The airline will be blocking the middle beyond September 30. No major airline has yet announced such an extended date.
On the other hand, Southwest is the other airline which is promising limited seats through September 30. JetBlue is also offering limited seat policy to follow social distancing.
American Airlines and United are selling every seat possible. Unites says social distancing is not possible on the aircraft and said blocking the middle seat is a policy to attract more customers and not a safety measure.
Bastian did not mention till when they will not book the middle seat. But it looks like they will go with this policy till the end of this year or the beginning of 2021.
Prioritizing Customer Opinion
He said it all depends on the customers how they feel safe to travel and it also increases ticket sales.
“We’re gonna hear from customers as to their comfort in travel,” he said.
“I’d rather add more flights back and more seats into the market in a safe way than trying to maximize the number of people you can put on an individual airplane,” he said.
He also mentioned that no middle seat policy will not be the ultimate solution once travel rebounds.
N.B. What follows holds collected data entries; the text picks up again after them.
// src/repository/mod.rs

//! Repository descriptors and lifecycle
//!
//! This module provides functionality for:
//! - Describing a repository (name, backend kind, address, priority, root)
//! - Initializing and updating a repository's local mirror
//! - Checking the mirrored format version against what this build supports
//! - Running updates over many repositories with precedence and parallelism

pub mod state;

use crate::backend::{self, Download};
use crate::config;
use crate::error::{Error, Result};
use crate::filesystem;
use crate::graph::executor::{ExecutionError, Executor};
use crate::graph::DirectedGraph;
use crate::layout;
use semver::Version;
use serde::{Deserialize, Serialize};
use std::cmp::Ordering;
use std::fmt;
use std::fs;
use std::hash::{Hash, Hasher};
use std::path::{Path, PathBuf};
use tracing::{debug, info, warn};

/// Newest repository format version this build can read
pub const SUPPORTED_FORMAT: &str = "1.2.0";

/// Format version assumed when a repository carries no version marker
const LEGACY_FORMAT: &str = "1.0.0";

/// An immutable descriptor of one package repository
///
/// Two descriptors compare by priority descending, then by name descending,
/// so sorting a list yields the most-preferred repository first. Equality
/// and hashing follow the same `(priority, name)` key.
#[derive(Debug, Clone, Serialize, Deserialize)]
pub struct Repository {
    /// Unique repository name, used as a map/set key
    pub name: String,

    /// Backend kind tag: "local", "http", "git", ...
    pub kind: String,

    /// Resolved location: a filesystem path if it exists on disk, otherwise
    /// an opaque URL
    pub address: String,

    /// Higher priority wins when the same package exists in several
    /// repositories
    pub priority: i32,

    /// Local directory under which the mirrored content lives
    pub root: PathBuf,
}

impl Repository {
    pub fn new(
        name: impl Into<String>,
        kind: impl Into<String>,
        address: impl Into<String>,
        priority: i32,
        root: impl Into<PathBuf>,
    ) -> Self {
        Self {
            name: name.into(),
            kind: kind.into(),
            address: address.into(),
            priority,
            root: root.into(),
        }
    }

    /// Describe an arbitrary local directory as a repository
    ///
    /// The directory itself serves as both address and root; the name is the
    /// directory's final component.
    pub fn local(dir: &Path) -> Self {
        let name = dir
            .file_name()
            .map(|n| n.to_string_lossy().into_owned())
            .unwrap_or_else(|| "local".to_string());
        Self {
            name,
            kind: "local".to_string(),
            address: dir.display().to_string(),
            priority: 0,
            root: dir.to_path_buf(),
        }
    }

    /// Render the descriptor as a JSON document
    pub fn to_json(&self) -> Result<String> {
        Ok(serde_json::to_string_pretty(self)?)
    }
}

impl PartialEq for Repository {
    fn eq(&self, other: &Self) -> bool {
        self.priority == other.priority && self.name == other.name
    }
}

impl Eq for Repository {}

impl Hash for Repository {
    fn hash<H: Hasher>(&self, state: &mut H) {
        self.priority.hash(state);
        self.name.hash(state);
    }
}

impl Ord for Repository {
    fn cmp(&self, other: &Self) -> Ordering {
        // Descending on both keys: the natural sort order puts the
        // highest-priority repository first
        other
            .priority
            .cmp(&self.priority)
            .then_with(|| other.name.cmp(&self.name))
    }
}

impl PartialOrd for Repository {
    fn partial_cmp(&self, other: &Self) -> Option<Ordering> {
        Some(self.cmp(other))
    }
}

impl fmt::Display for Repository {
    fn fmt(&self, f: &mut fmt::Formatter<'_>) -> fmt::Result {
        write!(f, "{} ({} {})", self.name, self.kind, self.address)
    }
}

/// Initialize a repository's local root from scratch
///
/// Destructively resets the root: anything already there is removed. Writes
/// the repository's own config descriptor, creates the empty
/// packages/archives/compilers layout, then hands over to the backend's
/// `pull_repo` for the first sync.
pub fn init(repo: &Repository) -> Result<()> {
    info!("Initializing repository {}", repo);

    filesystem::rm_rf(&repo.root)?;
    filesystem::mkdir_p(&repo.root)?;

    config::write_repo_config(repo)?;
    filesystem::mkdir_p(&layout::packages_dir(repo))?;
    filesystem::mkdir_p(&layout::archives_dir(repo))?;
    filesystem::mkdir_p(&layout::compilers_dir(repo))?;
    filesystem::atomic_write(
        &layout::version_file(repo),
        format!("{}\n", SUPPORTED_FORMAT).as_bytes(),
    )?;

    let backend = backend::resolve(&repo.kind)?;
    backend.pull_repo(repo)?;
    Ok(())
}

/// Update a repository's local mirror
///
/// Runs the backend's `pull_repo`, then refuses to proceed if the mirrored
/// repository declares a newer format than this build supports. On success
/// the update stamp is refreshed.
pub fn update(repo: &Repository) -> Result<()> {
    info!("Updating repository {}", repo);

    let backend = backend::resolve(&repo.kind)?;
    backend.pull_repo(repo)?;

    check_format_version(repo)?;

    filesystem::atomic_write(
        &layout::update_stamp(repo),
        format!("{}\n", chrono::Utc::now().to_rfc3339()).as_bytes(),
    )?;
    Ok(())
}

/// Fetch a package's prebuilt source archive, if the repository hosts one
pub fn pull_archive(repo: &Repository, package: &str) -> Result<Download<PathBuf>> {
    let backend = backend::resolve(&repo.kind)?;
    backend.pull_archive(repo, &layout::package_archive(repo, package))
}

/// Report the backend-specific revision marker of the mirrored repository
pub fn revision(repo: &Repository) -> Result<Option<String>> {
    let backend = backend::resolve(&repo.kind)?;
    backend.revision(repo)
}

/// Whether the repository's last successful update is older than `max_age_secs`
///
/// A missing or unreadable stamp always counts as stale.
pub fn needs_update(repo: &Repository, max_age_secs: u64) -> bool {
    let stamp = match fs::read_to_string(layout::update_stamp(repo)) {
        Ok(text) => text,
        Err(_) => return true,
    };
    match chrono::DateTime::parse_from_rfc3339(stamp.trim()) {
        Ok(last) => {
            let age = chrono::Utc::now().signed_duration_since(last);
            max_age_secs == 0 || age.num_seconds() < 0 || age.num_seconds() as u64 > max_age_secs
        }
        // Unparsable stamp: force an update rather than trusting it
        Err(_) => true,
    }
}

/// Update every repository in a precedence graph
///
/// Edges mean "must be updated before"; independent repositories run
/// concurrently, bounded by `jobs`. A failed repository only prevents its
/// transitive successors from running; everything else continues. The call
/// succeeds only if every update succeeded.
pub fn update_all(graph: &DirectedGraph<Repository>, jobs: usize) -> Result<()> {
    let executor = Executor::new(jobs);
    match executor.run(graph, update) {
        Ok(()) => Ok(()),
        Err(ExecutionError::Cycle(components)) => {
            let rendered = components
                .iter()
                .map(|component| {
                    component
                        .iter()
                        .map(|r| r.name.as_str())
                        .collect::<Vec<_>>()
                        .join(" -> ")
                })
                .collect::<Vec<_>>()
                .join("; ");
            Err(Error::CyclicPrecedence(rendered))
        }
        Err(ExecutionError::Failures(report)) => {
            for (repo, err) in &report.failed {
                warn!("Update of {} failed: {}", repo, err);
            }
            Err(Error::SyncFailed {
                failed: report.failed.iter().map(|(r, _)| r.name.clone()).collect(),
                skipped: report.skipped.iter().map(|r| r.name.clone()).collect(),
            })
        }
    }
}

/// Compare the mirrored repository's declared format version against ours
fn check_format_version(repo: &Repository) -> Result<()> {
    let supported =
        Version::parse(SUPPORTED_FORMAT).expect("SUPPORTED_FORMAT is a valid semver string");
    let declared = declared_format_version(repo)?;

    if declared > supported {
        return Err(Error::IncompatibleVersion {
            repository: repo.name.clone(),
            declared,
            supported,
        });
    }
    Ok(())
}

fn declared_format_version(repo: &Repository) -> Result<Version> {
    let legacy = Version::parse(LEGACY_FORMAT).expect("LEGACY_FORMAT is a valid semver string");
    let path = layout::version_file(repo);
    if !path.exists() {
        debug!(
            "Repository {} has no version marker, assuming legacy format {}",
            repo.name, legacy
        );
        return Ok(legacy);
    }

    let text = fs::read_to_string(&path)?;
    match Version::parse(text.trim()) {
        Ok(version) => Ok(version),
        Err(e) => {
            warn!(
                "Repository {} has an unparsable version marker ({}), assuming legacy format {}",
                repo.name, e, legacy
            );
            Ok(legacy)
        }
    }
}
And airlines need to cover up the losses that are incurred due to the low demand for air travel.
“Everyone appreciates it’s not going to last forever,” he said, “but in the face of a health crisis that space onboard really matters and customers are telling (us) that.”
Low Financial Performance
This is Delta’s worst financial year in its history. The airline quarterly revenues have gone down to $1.5 billion from $12.5 billion which was in the previous year. 91%, revenue decline has been seen, coming down to just $1.4 billion from $12.5 billion a year ago.
The airline’s revenue for the April-June quarter is just $1.5 billion, versus $12.5 billion in the same period a year ago. Moreover, passenger counts are down by 93%. The airline has reported a net loss of $5.7 billion, compared with a profit of $1.4 billion last year. However. It is the first major airline to report results for the quarter.